(Stored data entries)
--- --- ---

impl GeometryData {
    pub fn new(name: &str) -> Self {
        Self {
            name: name.to_string(),
            ..Default::default()
        }
    }

    pub fn vertex_count(&self) -> usize {
        self.positions.len()
    }

    pub fn is_skeletal(&self) -> bool {
        !self.bone_indices.is_empty() && !self.bone_weights.is_empty()
    }

    pub fn bounds(&self) -> BoundingBox {
        BoundingBox::from_points(&self.positions)
    }

    /// Fill absent attributes: colors default to ones, normals to (1, 1, 1),
    /// texcoords to zero and tangents are derived.
    pub fn fill_defaults(&mut self) {
        let count = self.positions.len();
        if self.colors.len() != count {
            self.colors = vec![Vec4::ONE; count];
        }
        if self.normals.len() != count {
            self.normals = vec![Vec3::ONE; count];
        }
        if self.tex_coords.len() != count {
            self.tex_coords = vec![Vec2::ZERO; count];
        }
        if self.tangents.len() != count {
            self.tangents = compute_tangents(&self.positions, &self.normals, &self.tex_coords, &self.indices);
        }
    }

    /// Interleaved vertex data and its layout.
    pub fn interleave(&self) -> (Vec<f32>, VertexLayout) {
        let skeletal = self.is_skeletal();
        let mut components: Vec<usize> = vec![3, 4, 3, 3, 2];
        if skeletal {
            components.extend([4, 4]);
        }
        let mut attributes = Vec::with_capacity(components.len());
        let mut offset = 0;
        for (location, size) in components.iter().enumerate() {
            attributes.push(VertexAttribute {
                location: location as u32,
                format: VertexFormat::from_components(*size).unwrap_or(VertexFormat::Float32x4),
                offset,
            });
            offset += *size as u64 * 4;
        }
        let floats_per_vertex = components.iter().sum::<usize>();
        let mut data = Vec::with_capacity(self.positions.len() * floats_per_vertex);
        for i in 0..self.positions.len() {
            data.extend_from_slice(&self.positions[i].to_array());
            data.extend_from_slice(&self.colors.get(i).copied().unwrap_or(Vec4::ONE).to_array());
            data.extend_from_slice(&self.normals.get(i).copied().unwrap_or(Vec3::ONE).to_array());
            data.extend_from_slice(&self.tangents.get(i).copied().unwrap_or(Vec3::X).to_array());
            data.extend_from_slice(&self.tex_coords.get(i).copied().unwrap_or(Vec2::ZERO).to_array());
            if skeletal {
                data.extend_from_slice(&self.bone_indices.get(i).copied().unwrap_or(Vec4::ZERO).to_array());
                data.extend_from_slice(&self.bone_weights.get(i).copied().unwrap_or(Vec4::ZERO).to_array());
            }
        }
        (
            data,
            VertexLayout {
                stride: offset,
                attributes,
            },
        )
    }

    /// Fullscreen quad in clip space.
    pub fn quad() -> Self {
        let mut data = Self::new("quad");
        data.positions = vec![
            Vec3::new(-1.0, -1.0, 0.0),
            Vec3::new(1.0, -1.0, 0.0),
            Vec3::new(1.0, 1.0, 0.0),
            Vec3::new(-1.0, 1.0, 0.0),
        ];
        data.normals = vec![Vec3::Z; 4];
        data.tex_coords = vec![
            Vec2::new(0.0, 1.0),
            Vec2::new(1.0, 1.0),
            Vec2::new(1.0, 0.0),
            Vec2::new(0.0, 0.0),
        ];
        data.indices = vec![0, 1, 2, 0, 2, 3];
        data.fill_defaults();
        data
    }

    /// Unit cube centered at the origin.
    pub fn cube() -> Self {
        let mut data = Self::new("cube");
        let faces = [
            (Vec3::Z, Vec3::X),
            (-Vec3::Z, -Vec3::X),
            (Vec3::X, -Vec3::Z),
            (-Vec3::X, Vec3::Z),
            (Vec3::Y, Vec3::X),
            (-Vec3::Y, Vec3::X),
        ];
        for (normal, right) in faces {
            let up = normal.cross(right);
            let base = data.positions.len() as u32;
            for (u, v) in [(0.0, 1.0), (1.0, 1.0), (1.0, 0.0), (0.0, 0.0)] {
                let position = normal * 0.5 + right * (u - 0.5) + up * (0.5 - v);
                data.positions.push(position);
                data.normals.push(normal);
                data.tex_coords.push(Vec2::new(u, v));
            }
            data.indices
                .extend_from_slice(&[base, base + 1, base + 2, base, base + 2, base + 3]);
        }
        data.fill_defaults();
        data
    }

    /// UV sphere of radius 1.
    pub fn sphere(segments: u32, rings: u32) -> Self {
        let mut data = Self::new("sphere");
        let segments = segments.max(3);
        let rings = rings.max(2);
        for ring in 0..=rings {
            let phi = ring as f32 * PI / rings as f32;
            let (y, ring_radius) = (phi.cos(), phi.sin());
            for segment in 0..=segments {
                let theta = segment as f32 * 2.0 * PI / segments as f32;
                let normal = Vec3::new(ring_radius * theta.cos(), y, ring_radius * theta.sin());
                data.positions.push(normal);
                data.normals.push(normal.normalize_or_zero());
                data.tex_coords.push(Vec2::new(
                    segment as f32 / segments as f32,
                    ring as f32 / rings as f32,
                ));
            }
        }
        for ring in 0..rings {
            for segment in 0..segments {
                let current = ring * (segments + 1) + segment;
                let next = current + segments + 1;
                data.indices.extend_from_slice(&[
                    current,
                    current + 1,
                    next,
                    current + 1,
                    next + 1,
                    next,
                ]);
            }
        }
        data.fill_defaults();
        data
    }

    /// Flat grid of `count` x `count` vertices spanning [-0.5, 0.5] on XZ.
    pub fn grid(count: u32) -> Self {
        let mut data = Self::new("grid");
        let count = count.max(2);
        let step = 1.0 / (count - 1) as f32;
        for z in 0..count {
            for x in 0..count {
                data.positions
                    .push(Vec3::new(x as f32 * step - 0.5, 0.0, z as f32 * step - 0.5));
                data.normals.push(Vec3::Y);
                data.tex_coords.push(Vec2::new(x as f32 * step, z as f32 * step));
            }
        }
        for z in 0..count - 1 {
            for x in 0..count - 1 {
                let current = z * count + x;
                let next = current + count;
                data.indices.extend_from_slice(&[
                    current,
                    next,
                    current + 1,
                    current + 1,
                    next,
                    next + 1,
                ]);
            }
        }
        data.fill_defaults();
        data
    }
}
//! Named render-target slots and the temporary-target cache

use std::collections::{BTreeMap, HashMap};

use crate::backend::*;
use crate::error::{RenderError, RenderResult};
use crate::ocean::FFT_SIZE;
use crate::resources::texture::Texture;
use crate::AntiAliasing;

pub const MSAA_SAMPLES: u32 = 4;
pub const SHADOW_MAP_SIZE: u32 = 2048;
pub const LIGHT_PROBE_SIZE: u32 = 256;
pub const FFT_LAYERS: u32 = 5;
pub const SSAO_NOISE_SIZE: u32 = 4;

/// Every named render target
#[derive(Debug, Clone, Copy, PartialEq, Eq, Hash, PartialOrd, Ord)]
pub enum RenderTargetSlot {
    Backbuffer,
    Depth,
    DepthMs,
    Hdr,
    HdrTemp,
    HdrPrev,
    HdrResolve,
    TaaResolve,
    Diffuse,
    Material,
    WorldNormal,
    Velocity,
    LinearDepth,
    ScreenSpaceReflection,
    SsrResolved,
    SsrResolvedPrev,
    Ssao,
    SsaoNoise,
    Bloom0,
    Bloom1,
    Bloom2,
    Bloom3,
    Bloom4,
    StaticShadowmap,
    DynamicShadowmap,
    CompositeShadowmap,
    Atmosphere,
    AtmosphereInscatter,
    LightProbeAtmosphere,
    ObjectId,
    FftA,
    FftB,
}

/// How a slot derives its size
#[derive(Debug, Clone, Copy, PartialEq, Eq)]
enum SlotSize {
    Full,
    /// Full size divided by the factor
    Scaled(u32),
    Fixed(u32, u32),
}

#[derive(Debug, Clone, Copy)]
struct SlotSpec {
    format: TextureFormat,
    target: TextureTarget,
    size: SlotSize,
    layers: u32,
    sampler: SamplerState,
    /// Doubled in each axis under SSAA
    ssaa: bool,
    /// Multisampled under MSAA
    msaa: bool,
    /// Only exists under MSAA
    msaa_only: bool,
    /// Survives resize
    immutable: bool,
}

fn sampler(min_filter: FilterMode, mag_filter: FilterMode, wrap: WrapMode) -> SamplerState {
    SamplerState {
        min_filter,
        mag_filter,
        wrap,
        border_color: [0.0; 4],
    }
}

--- --- ---

Exercise requirements - What is needed is a copy of every line above in which "theta" appears.

Reply to the exercise -
                let theta = segment as f32 * 2.0 * PI / segments as f32;
                let normal = Vec3::new(ring_radius * theta.cos(), y, ring_radius * theta.sin());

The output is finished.